At birth, children typically have 70 new genetic mutations compared to their parents (out of the 6 billion letters that make both parental copies of DNA sequence). A new study published in eLife shows that number varies dramatically with some people being born with twice as many mutations as others, and that characteristic runs in families.
That difference is based largely on two influences. One is the age of a child’s parents. A child born to a father who is 35 years old will likely have more mutations than a sibling born to the same father at 25.
“The number of mutations we pass on to the next generation increases with parental age,” said Thomas Sasani, lead author of the study and a graduate student in human genetics at U of U Health. Previous studies have demonstrated the phenomenon, also confirmed by this study.
Another difference is that the effects of parental age on mutation rates differ considerably among families — much more than had been previously appreciated. In one family, a child may have two additional mutations compared to a sibling born when their parents were ten years younger. Two siblings born ten years apart to a different set of parents may vary by more than 30 mutations.
“This shows that we as parents are not all equal in this regard,” said Aaron Quinlan, PhD, senior author of the study. He is also a professor of human genetics at U of U health and associate director of the Utah Center for Genetic Discovery. “Some of us pass on more mutations than others and this is an important source of genetic novelty and genetic disease.”
Impacts of new mutations depend on where they land in our DNA, and on the passage of time. On occasion the genetic changes cause serious disease, but the majority occur in parts of our genetic code that don’t have obvious effects on human health.
And even though new changes make up a small fraction of the overall DNA sequence, they add up with each subsequent generation. Increasing the so-called mutation load could potentially make individuals more susceptible to illness, said Sasani. It remains to be determined whether factors that impact the mutation rate increase the likelihood for certain diseases.
Although the majority of new mutations originally arise in fathers’ sperm, not all do. One in five mutations come from mothers’ eggs, and increasing age does not drive as many new mutations in moms as it does in dads. Further, it’s estimated that one in ten new mutations seen in children come from neither parent. Instead, they arise anew in the embryo soon after fertilization.
The new insights were found by performing whole genome sequencing and genetic analysis on 603 individuals from 33 three-generation families from Utah, the largest study of its kind. The families were part of the Centre d’Etude du Polymorphisme Humain (CEPH) consortium that were central to many key investigations that formed a modern understanding of human genetics. The large size of the Utah CEPH families, which had as many as 16 children over a span of 27 years, made them well-suited for this new investigation.

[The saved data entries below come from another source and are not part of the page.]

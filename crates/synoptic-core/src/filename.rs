//! Report download naming.

use jiff::civil::DateTime;

/// `{slug}_pathology_report_{YYYYMMDD_HHMMSS}.txt`
pub fn report_filename(slug: &str, at: DateTime) -> String {
    format!("{slug}_pathology_report_{}.txt", at.strftime("%Y%m%d_%H%M%S"))
}
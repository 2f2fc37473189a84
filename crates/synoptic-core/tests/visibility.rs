use synoptic_core::{AnswerStore, Condition, Value, VisibilityRule, is_visible};

fn store() -> AnswerStore {
    AnswerStore::new("test")
        .with("histologic_type", "Mixed neuroendocrine-non-neuroendocrine neoplasm (MiNEN)")
        .with("ln_status", "Regional lymph nodes present")
        .with("num_tumors", 3_i64)
        .with("vascular_small", true)
        .with("vascular_large", false)
        .with("blank", "   ")
}

#[test]
fn empty_rule_is_always_visible() {
    assert!(is_visible(&VisibilityRule::always(), &AnswerStore::new("test")));
}

#[test]
fn equals_matches_exact_text_only() {
    let s = store();
    assert!(Condition::equals("ln_status", "Regional lymph nodes present").evaluate(&s));
    assert!(!Condition::equals("ln_status", "Regional lymph nodes present ").evaluate(&s));
    assert!(!Condition::equals("ln_status", "No lymph nodes submitted or found").evaluate(&s));
}

#[test]
fn one_of_and_contains() {
    let s = store();
    assert!(
        Condition::one_of("ln_status", &["Other", "Regional lymph nodes present"]).evaluate(&s)
    );
    assert!(Condition::contains("histologic_type", "MiNEN").evaluate(&s));
    assert!(!Condition::contains("histologic_type", "G4").evaluate(&s));
}

#[test]
fn checked_requires_true() {
    let s = store();
    assert!(Condition::checked("vascular_small").evaluate(&s));
    assert!(!Condition::checked("vascular_large").evaluate(&s));
}

#[test]
fn at_least_compares_numbers() {
    let s = store();
    assert!(Condition::at_least("num_tumors", 2.0).evaluate(&s));
    assert!(Condition::at_least("num_tumors", 3.0).evaluate(&s));
    assert!(!Condition::at_least("num_tumors", 4.0).evaluate(&s));
}

#[test]
fn absent_or_blank_keys_are_never_visible() {
    let s = store();
    assert!(!Condition::answered("missing").evaluate(&s));
    assert!(!Condition::answered("blank").evaluate(&s));
    assert!(!Condition::equals("missing", "x").evaluate(&s));
    assert!(!Condition::at_least("missing", 0.0).evaluate(&s));
}

#[test]
fn rule_is_conjunction() {
    let s = store();
    let rule = VisibilityRule::when(Condition::checked("vascular_small"))
        .and(Condition::at_least("num_tumors", 2.0));
    assert!(rule.is_satisfied(&s));

    let rule = rule.and(Condition::checked("vascular_large"));
    assert!(!rule.is_satisfied(&s));
}

#[test]
fn value_answered_semantics() {
    assert!(!Value::from("").is_answered());
    assert!(!Value::from(" \n").is_answered());
    assert!(!Value::from(false).is_answered());
    assert!(Value::from(true).is_answered());
    assert!(Value::from(0_i64).is_answered());
}

#[test]
fn value_display() {
    assert_eq!(Value::from(3_i64).to_string(), "3");
    assert_eq!(Value::from(3.5).to_string(), "3.5");
    assert_eq!(Value::from("  Solitary ").to_string(), "Solitary");
    assert_eq!(
        Value::from(jiff::civil::date(2025, 6, 1)).to_string(),
        "2025-06-01"
    );
}

#[test]
fn store_serializes_as_plain_map() {
    let s = AnswerStore::new("hcc")
        .with("case_id", "S25-001")
        .with("num_tumors", 2_i64)
        .with("wedge_resection", true);
    let json = serde_json::to_value(&s).unwrap();
    assert_eq!(json["form_id"], "hcc");
    assert_eq!(json["values"]["case_id"], "S25-001");
    assert_eq!(json["values"]["num_tumors"], 2.0);
    assert_eq!(json["values"]["wedge_resection"], true);

    let back: AnswerStore = serde_json::from_value(json).unwrap();
    assert_eq!(back, s);
}

#[test]
fn date_shaped_text_survives_a_json_round_trip() {
    let parsed: Value = serde_json::from_str("\"2025-06-01\"").unwrap();
    assert_eq!(parsed, Value::from("2025-06-01"));

    let s = AnswerStore::new("hcc").with("case_id", "2025-06-01");
    let json = serde_json::to_string(&s).unwrap();
    let back: AnswerStore = serde_json::from_str(&json).unwrap();
    assert_eq!(back, s);
}

#[test]
fn date_answers_read_back_from_text() {
    let date = jiff::civil::date(2025, 6, 1);
    let s = AnswerStore::new("hcc").with("procedure_date", date);
    let back: AnswerStore = serde_json::from_value(serde_json::to_value(&s).unwrap()).unwrap();
    assert_eq!(back.get("procedure_date").and_then(Value::as_date), Some(date));
    assert_eq!(back.get("procedure_date").unwrap().to_string(), "2025-06-01");
    assert_eq!(Value::from("June 1st").as_date(), None);
}
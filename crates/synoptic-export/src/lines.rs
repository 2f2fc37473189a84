use std::collections::BTreeMap;

use tracing::warn;

use synoptic_core::{LineTemplate, ListEntry, ResolvedAnswers};

use crate::render;

/// One report line before indentation: nesting depth and text.
pub type Emitted = (usize, String);

/// Turns line templates into report lines against resolved answers.
///
/// Only admitted (visible, answered) values are ever read, so a line for
/// an unanswered or hidden field simply produces nothing.
pub struct LineEmitter<'a> {
    answers: &'a ResolvedAnswers,
    list_separator: &'a str,
}

impl<'a> LineEmitter<'a> {
    pub fn new(answers: &'a ResolvedAnswers, list_separator: &'a str) -> Self {
        Self {
            answers,
            list_separator,
        }
    }

    /// Append whatever `line` emits at `depth` to `out`.
    pub fn emit(&self, line: &LineTemplate, depth: usize, out: &mut Vec<Emitted>) {
        match line {
            LineTemplate::Value {
                label,
                key,
                prefix,
                suffix,
                details,
            } => {
                if let Some(value) = self.answers.display(key) {
                    out.push((depth, format!("{label}: {prefix}{value}{suffix}")));
                    self.emit_all(details, depth + 1, out);
                }
            }
            LineTemplate::List {
                label,
                entries,
                details,
            } => {
                let checked = self.checked(entries);
                if !checked.is_empty() {
                    let joined = checked.join(self.list_separator);
                    out.push((depth, format!("{label}: {joined}")));
                    self.emit_all(details, depth + 1, out);
                }
            }
            LineTemplate::Bullets { entries } => {
                for entry in self.checked(entries) {
                    out.push((depth, format!("- {entry}")));
                }
            }
            LineTemplate::Text { key } => {
                if let Some(text) = self.answers.display(key) {
                    out.push((depth, text));
                }
            }
            LineTemplate::Static { text } => out.push((depth, text.clone())),
            LineTemplate::Template {
                source,
                requires,
                optional,
            } => {
                if let Some(text) = self.template(source, requires, optional) {
                    out.push((depth, text));
                }
            }
            LineTemplate::When { rule, line } => {
                if rule.is_satisfied(self.answers) {
                    self.emit(line, depth, out);
                }
            }
            LineTemplate::FirstOf { lines } => {
                let before = out.len();
                for line in lines {
                    self.emit(line, depth, out);
                    if out.len() > before {
                        break;
                    }
                }
            }
        }
    }

    fn emit_all(&self, lines: &[LineTemplate], depth: usize, out: &mut Vec<Emitted>) {
        for line in lines {
            self.emit(line, depth, out);
        }
    }

    /// Rendered text of each checked entry, in declaration order.
    fn checked(&self, entries: &[ListEntry]) -> Vec<String> {
        entries
            .iter()
            .filter(|entry| self.answers.get(&entry.key).and_then(|v| v.as_bool()) == Some(true))
            .map(|entry| {
                let detail = entry.detail.as_deref().and_then(|key| self.answers.display(key));
                entry.render(detail.as_deref())
            })
            .collect()
    }

    fn template(&self, source: &str, requires: &[String], optional: &[String]) -> Option<String> {
        let mut values = BTreeMap::new();
        for key in requires {
            values.insert(key.as_str(), self.answers.display(key)?);
        }
        for key in optional {
            if let Some(value) = self.answers.display(key) {
                values.insert(key.as_str(), value);
            }
        }

        match render::render_line(source, &values) {
            Ok(rendered) => {
                let trimmed = rendered.trim();
                (!trimmed.is_empty()).then(|| trimmed.to_string())
            }
            Err(e) => {
                warn!(error = %e, "line template failed to render; omitting line");
                None
            }
        }
    }
}
use std::collections::{BTreeMap, BTreeSet};

use serde::Serialize;
use tracing::{debug, warn};

use crate::answers::AnswerStore;
use crate::form::FormSchema;
use crate::section::{Item, SectionSchema};
use crate::value::Value;
use crate::visibility::AnswerLookup;

/// The answers of a store that are currently meaningful for a form.
///
/// Built by walking the form in declaration order: a field is visible only
/// when every enclosing section rule and its own rule hold against answers
/// already admitted, so a whole hidden cascade drops out at once. Only
/// visible, answered values are admitted.
#[derive(Debug, Clone, Default, PartialEq, Serialize)]
pub struct ResolvedAnswers {
    pub form_id: String,
    values: BTreeMap<String, Value>,
    visible: BTreeSet<String>,
}

impl ResolvedAnswers {
    pub fn empty(form_id: &str) -> Self {
        Self {
            form_id: form_id.to_string(),
            ..Self::default()
        }
    }

    pub fn get(&self, key: &str) -> Option<&Value> {
        self.values.get(key)
    }

    /// Display text of an admitted answer.
    pub fn display(&self, key: &str) -> Option<String> {
        self.values.get(key).map(ToString::to_string)
    }

    pub fn is_field_visible(&self, key: &str) -> bool {
        self.visible.contains(key)
    }

    pub fn iter(&self) -> impl Iterator<Item = (&str, &Value)> {
        self.values.iter().map(|(k, v)| (k.as_str(), v))
    }

    pub fn len(&self) -> usize {
        self.values.len()
    }

    pub fn is_empty(&self) -> bool {
        self.values.is_empty()
    }

    /// Record a field as visible, admitting its value when answered.
    pub(crate) fn admit(&mut self, key: &str, value: Option<&Value>) {
        self.visible.insert(key.to_string());
        if let Some(value) = value.filter(|v| v.is_answered()) {
            self.values.insert(key.to_string(), value.clone());
        }
    }
}

impl AnswerLookup for ResolvedAnswers {
    fn lookup(&self, key: &str) -> Option<&Value> {
        self.values.get(key)
    }
}

pub(crate) fn resolve(schema: &FormSchema, store: &AnswerStore) -> ResolvedAnswers {
    let mut resolved = ResolvedAnswers::empty(&schema.id);

    if !store.belongs_to(&schema.id) {
        warn!(
            form_id = %schema.id,
            store_form_id = %store.form_id,
            "answer store belongs to another form; ignoring its answers"
        );
        return resolved;
    }

    for section in &schema.sections {
        resolve_section(section, store, &mut resolved);
    }

    debug!(
        form_id = %schema.id,
        stored = store.len(),
        visible = resolved.visible.len(),
        admitted = resolved.len(),
        "resolved answers"
    );
    resolved
}

fn resolve_section(section: &SectionSchema, store: &AnswerStore, resolved: &mut ResolvedAnswers) {
    if !section.visible_when.is_satisfied(&*resolved) {
        return;
    }
    for item in &section.items {
        match item {
            Item::Field(field) => {
                if field.visible_when.is_satisfied(&*resolved) {
                    resolved.admit(&field.key, store.get(&field.key));
                }
            }
            Item::Section(nested) => resolve_section(nested, store, resolved),
            Item::Line(_) | Item::Note { .. } => {}
        }
    }
}
use std::sync::LazyLock;

use synoptic_core::{
    Condition, FieldSchema, FormSchema, LineTemplate, ListEntry, NumericRange, SectionSchema,
};

use super::{detail, explain, radio};
use crate::Checklist;

/// Colon and rectum resection, AJCC 8th Edition.
pub struct Colorectal;

const HISTOLOGIC_OTHER: &str = "Other histologic type not listed";
const HISTOLOGIC_CANNOT: &str = "Carcinoma, type cannot be determined";
const GRADE_CANNOT: &str = "GX, cannot be assessed";
const SIZE_MEASURED: &str = "Greatest dimension in cm";
const ADJACENT_STRUCTURES: &str = "Directly invades or adheres to adjacent structure(s)";
const MARGINS_NEGATIVE: &str = "All margins negative for invasive carcinoma";
const MARGINS_INVOLVED: &str = "Invasive carcinoma present at margin";
const HGD_AT_MARGIN: &str = "High-grade dysplasia / intramucosal carcinoma present at margin";
const LGD_AT_MARGIN: &str = "Low-grade dysplasia present at margin";
const LN_PRESENT: &str = "Regional lymph nodes present";
const LN_TUMOR_PRESENT: &str = "Tumor present in regional lymph node(s)";
const T_SUFFIX_M: &str = "(m) multiple primary synchronous tumors in a single organ";

const TNM_PREAMBLE: &str = "Reporting of pT, pN, and (when applicable) pM categories is based on information
available to the pathologist at the time the report is issued.
";

const TNM_NOTE: &str = "Reporting of pT, pN, and (when applicable) pM categories is based on information available to the pathologist at the time the report is issued. As per the AJCC (Chapter 1, 8th Ed.) it is the managing physician's responsibility to establish the final pathologic stage based upon all pertinent information, including but potentially not limited to this pathology report.";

It’s surprising that the Utah CEPH families have a large range in the number of mutations they accumulate, says Quinlan. That’s because the families are similar in many ways. They are all of European ancestry, live within the same geographic region, and likely have similar lifestyles and environmental exposures.
“We don’t know what’s driving the variability,” he says, but reasons that it stems from a combination of genetics, environment, and exposure to mutagens. Given that these influences differ widely across the globe, Quinlan hypothesizes that “variability in mutation rates worldwide must be much, much larger.”